__Task statement__
Each record is to be given again precisely as written.

____ Task input

use tracing::debug;

use crate::clock::{Clock, SystemClock};
use crate::error::{LimitError, Result, TimeTableError};
use crate::tables::RingBufferTimeTable;
use crate::time_table::{TimePeriodInfo, TimeTable};
use crate::types::{Amount, Tick};

/// Pacing controller spreading at most `amount` ticks evenly over `period`.
///
/// Instead of letting callers burst up to a quota, each
/// [`acquire`](TickLimit::acquire) waits until the remaining time in the
/// window, shared among the ticks still allowed, has elapsed since the
/// previous tick. Once `amount` ticks have been recorded the window restarts
/// at the newest one.
///
/// `acquire` is blocking: it sleeps on the clock for the computed wait and
/// cannot be cancelled.
///
/// # Example
///
/// ```rust
/// use rate_window_core::clock::ManualClock;
/// use rate_window_core::limiters::TickLimit;
/// use rate_window_core::RingBufferTimeTable;
///
/// let clock = ManualClock::new(0);
/// let mut pacer =
///     TickLimit::with_parts(4, 1000, RingBufferTimeTable::default(), clock.clone()).unwrap();
///
/// assert_eq!(pacer.acquire().unwrap(), 0);
/// // Called immediately again, each tick is held back to a quarter period
/// assert_eq!(pacer.acquire().unwrap(), 250);
/// assert_eq!(pacer.acquire().unwrap(), 250);
/// ```
#[derive(Debug)]
pub struct TickLimit<C = SystemClock, T = RingBufferTimeTable> {
    /// Maximum ticks per window
    amount: Amount,
    /// Window length in ticks
    period: Tick,
    table: T,
    clock: C,
}

impl TickLimit {
    /// Creates a pacer of `amount` ticks per `period` milliseconds using the
    /// system clock.
    ///
    /// # Errors
    ///
    /// Returns [`LimitError::InvalidConfig`] if `amount < 1`, `period < 0`
    /// or `amount` exceeds what the default table can hold.
    pub fn new(amount: Amount, period: Tick) -> Result<Self> {
        Self::with_parts(
            amount,
            period,
            RingBufferTimeTable::default(),
            SystemClock::new(),
        )
    }
}

impl<C: Clock, T: TimeTable> TickLimit<C, T> {
    /// Creates a pacer with an explicit table and clock.
    ///
    /// The table must be able to hold `amount` ticks, otherwise the window
    /// could never restart.
    pub fn with_parts(amount: Amount, period: Tick, table: T, clock: C) -> Result<Self> {
        if amount < 1 {
            return Err(LimitError::InvalidConfig("amount must be greater than 0"));
        }
        if period < 0 {
            return Err(LimitError::InvalidConfig("period must not be negative"));
        }
        if ticks_per_window(amount) > table.max_entry_count() {
            return Err(LimitError::InvalidConfig(
                "table cannot hold amount ticks in one window",
            ));
        }
        Ok(Self {
            amount,
            period,
            table,
            clock,
        })
    }

    #[inline]
    pub fn amount(&self) -> Amount {
        self.amount
    }

    #[inline]
    pub fn period(&self) -> Tick {
        self.period
    }

    /// The target spacing for the next tick given the ticks already taken in
    /// the current window. `None` before the first tick.
    pub fn next_spacing(&self) -> Option<Tick> {
        let first = self.table.first_time()?;
        let last = self.table.last_time()?;
        let left_in_period = self.period - (last - first);
        let taken = Amount::try_from(self.table.entry_count()).unwrap_or(Amount::MAX);
        let ticks_left = (self.amount + 1 - taken).max(1);
        Some(left_in_period / ticks_left)
    }

    /// Waits until the next tick is due, records it and returns the time
    /// elapsed since the previous tick. The first call returns `0` at once.
    ///
    /// # Errors
    ///
    /// Fails with [`LimitError::Table`] if the clock went backwards.
    pub fn acquire(&mut self) -> Result<Tick> {
        let now = self.clock.now();
        let (Some(last), Some(spacing)) = (self.table.last_time(), self.next_spacing()) else {
            self.table.add_entry(1, now)?;
            return Ok(0);
        };

        if now < last {
            return Err(TimeTableError::ExpiredTick {
                last_tick: last,
                tick: now,
            }
            .into());
        }

        let wait = spacing - (now - last);
        if wait > 0 {
            self.clock.sleep(wait);
        }

        let now = self.clock.now();
        self.table.add_entry(1, now)?;
        if self.table.entry_count() >= ticks_per_window(self.amount) {
            debug!(tick = now, ticks = self.amount, "Restarting tick window");
            // Several ticks may share `now` when the spacing rounds to zero
            self.table.clear();
            self.table.add_entry(1, now)?;
        }
        Ok(now - last)
    }

    /// Forgets all ticks; the next [`acquire`](TickLimit::acquire) starts a
    /// fresh window.
    pub fn clear(&mut self) {
        self.table.clear();
    }

    /// Inter-arrival statistics of the ticks in the current window.
    pub fn info(&self) -> TimePeriodInfo {
        self.table.info()
    }
}

fn ticks_per_window(amount: Amount) -> usize {
    usize::try_from(amount).unwrap_or(usize::MAX)
}
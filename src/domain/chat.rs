// Chat domain model
use chrono::{DateTime, Utc};
use serde::Serialize;

#[derive(Debug, Clone, Copy, PartialEq, Eq, Serialize)]
#[serde(rename_all = "lowercase")]
pub enum ChatRole {
    User,
    Assistant,
    Error,
}

#[derive(Debug, Clone, Serialize)]
pub struct ChatMessage {
    pub role: ChatRole,
    pub text: String,
    pub sent_at: DateTime<Utc>,
}

impl ChatMessage {
    pub fn new(role: ChatRole, text: impl Into<String>) -> Self {
        Self {
            role,
            text: text.into(),
            sent_at: Utc::now(),
        }
    }
}

#[derive(Debug, Clone, Default, Serialize)]
pub struct ChatHistory {
    messages: Vec<ChatMessage>,
}

impl ChatHistory {
    pub fn push(&mut self, message: ChatMessage) {
        self.messages.push(message);
    }

    pub fn messages(&self) -> &[ChatMessage] {
        &self.messages
    }

    pub fn len(&self) -> usize {
        self.messages.len()
    }

    pub fn is_empty(&self) -> bool {
        self.messages.is_empty()
    }
}
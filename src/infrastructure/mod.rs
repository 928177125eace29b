// Infrastructure layer - External dependencies and adapters
pub mod config;
pub mod http_backend;
pub mod wire;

________

__Written reply__
use tracing::debug;

use crate::clock::{Clock, SystemClock};
use crate::error::{LimitError, Result, TimeTableError};
use crate::tables::RingBufferTimeTable;
use crate::time_table::{TimePeriodInfo, TimeTable};
use crate::types::{Amount, Tick};

/// Pacing controller spreading at most `amount` ticks evenly over `period`.
///
/// Instead of letting callers burst up to a quota, each
/// [`acquire`](TickLimit::acquire) waits until the remaining time in the
/// window, shared among the ticks still allowed, has elapsed since the
/// previous tick. Once `amount` ticks have been recorded the window restarts
/// at the newest one.
///
/// `acquire` is blocking: it sleeps on the clock for the computed wait and
/// cannot be cancelled.
///
/// # Example
///
/// ```rust
/// use rate_window_core::clock::ManualClock;
/// use rate_window_core::limiters::TickLimit;
/// use rate_window_core::RingBufferTimeTable;
///
/// let clock = ManualClock::new(0);
/// let mut pacer =
///     TickLimit::with_parts(4, 1000, RingBufferTimeTable::default(), clock.clone()).unwrap();
///
/// assert_eq!(pacer.acquire().unwrap(), 0);
/// // Called immediately again, each tick is held back to a quarter period
/// assert_eq!(pacer.acquire().unwrap(), 250);
/// assert_eq!(pacer.acquire().unwrap(), 250);
/// ```
#[derive(Debug)]
pub struct TickLimit<C = SystemClock, T = RingBufferTimeTable> {
    /// Maximum ticks per window
    amount: Amount,
    /// Window length in ticks
    period: Tick,
    table: T,
    clock: C,
}

impl TickLimit {
    /// Creates a pacer of `amount` ticks per `period` milliseconds using the
    /// system clock.
    ///
    /// # Errors
    ///
    /// Returns [`LimitError::InvalidConfig`] if `amount < 1`, `period < 0`
    /// or `amount` exceeds what the default table can hold.
    pub fn new(amount: Amount, period: Tick) -> Result<Self> {
        Self::with_parts(
            amount,
            period,
            RingBufferTimeTable::default(),
            SystemClock::new(),
        )
    }
}

impl<C: Clock, T: TimeTable> TickLimit<C, T> {
    /// Creates a pacer with an explicit table and clock.
    ///
    /// The table must be able to hold `amount` ticks, otherwise the window
    /// could never restart.
    pub fn with_parts(amount: Amount, period: Tick, table: T, clock: C) -> Result<Self> {
        if amount < 1 {
            return Err(LimitError::InvalidConfig("amount must be greater than 0"));
        }
        if period < 0 {
            return Err(LimitError::InvalidConfig("period must not be negative"));
        }
        if ticks_per_window(amount) > table.max_entry_count() {
            return Err(LimitError::InvalidConfig(
                "table cannot hold amount ticks in one window",
            ));
        }
        Ok(Self {
            amount,
            period,
            table,
            clock,
        })
    }

    #[inline]
    pub fn amount(&self) -> Amount {
        self.amount
    }

    #[inline]
    pub fn period(&self) -> Tick {
        self.period
    }

    /// The target spacing for the next tick given the ticks already taken in
    /// the current window. `None` before the first tick.
    pub fn next_spacing(&self) -> Option<Tick> {
        let first = self.table.first_time()?;
        let last = self.table.last_time()?;
        let left_in_period = self.period - (last - first);
        let taken = Amount::try_from(self.table.entry_count()).unwrap_or(Amount::MAX);
        let ticks_left = (self.amount + 1 - taken).max(1);
        Some(left_in_period / ticks_left)
    }

    /// Waits until the next tick is due, records it and returns the time
    /// elapsed since the previous tick. The first call returns `0` at once.
    ///
    /// # Errors
    ///
    /// Fails with [`LimitError::Table`] if the clock went backwards.
    pub fn acquire(&mut self) -> Result<Tick> {
        let now = self.clock.now();
        let (Some(last), Some(spacing)) = (self.table.last_time(), self.next_spacing()) else {
            self.table.add_entry(1, now)?;
            return Ok(0);
        };

        if now < last {
            return Err(TimeTableError::ExpiredTick {
                last_tick: last,
                tick: now,
            }
            .into());
        }

        let wait = spacing - (now - last);
        if wait > 0 {
            self.clock.sleep(wait);
        }

        let now = self.clock.now();
        self.table.add_entry(1, now)?;
        if self.table.entry_count() >= ticks_per_window(self.amount) {
            debug!(tick = now, ticks = self.amount, "Restarting tick window");
            // Several ticks may share `now` when the spacing rounds to zero
            self.table.clear();
            self.table.add_entry(1, now)?;
        }
        Ok(now - last)
    }

    /// Forgets all ticks; the next [`acquire`](TickLimit::acquire) starts a
    /// fresh window.
    pub fn clear(&mut self) {
        self.table.clear();
    }

    /// Inter-arrival statistics of the ticks in the current window.
    pub fn info(&self) -> TimePeriodInfo {
        self.table.info()
    }
}

fn ticks_per_window(amount: Amount) -> usize {
    usize::try_from(amount).unwrap_or(usize::MAX)
}
filename src/domain/chat.rs
// Chat domain model
use chrono::{DateTime, Utc};
use serde::Serialize;

#[derive(Debug, Clone, Copy, PartialEq, Eq, Serialize)]
#[serde(rename_all = "lowercase")]
pub enum ChatRole {
    User,
    Assistant,
    Error,
}

#[derive(Debug, Clone, Serialize)]
pub struct ChatMessage {
    pub role: ChatRole,
    pub text: String,
    pub sent_at: DateTime<Utc>,
}

impl ChatMessage {
    pub fn new(role: ChatRole, text: impl Into<String>) -> Self {
        Self {
            role,
            text: text.into(),
            sent_at: Utc::now(),
        }
    }
}

#[derive(Debug, Clone, Default, Serialize)]
pub struct ChatHistory {
    messages: Vec<ChatMessage>,
}

impl ChatHistory {
    pub fn push(&mut self, message: ChatMessage) {
        self.messages.push(message);
    }

    pub fn messages(&self) -> &[ChatMessage] {
        &self.messages
    }

    pub fn len(&self) -> usize {
        self.messages.len()
    }

    pub fn is_empty(&self) -> bool {
        self.messages.is_empty()
    }
}
filename src/infrastructure/mod.rs
repository 928177125eace29b
// Infrastructure layer - External dependencies and adapters
pub mod config;
pub mod http_backend;
pub mod wire;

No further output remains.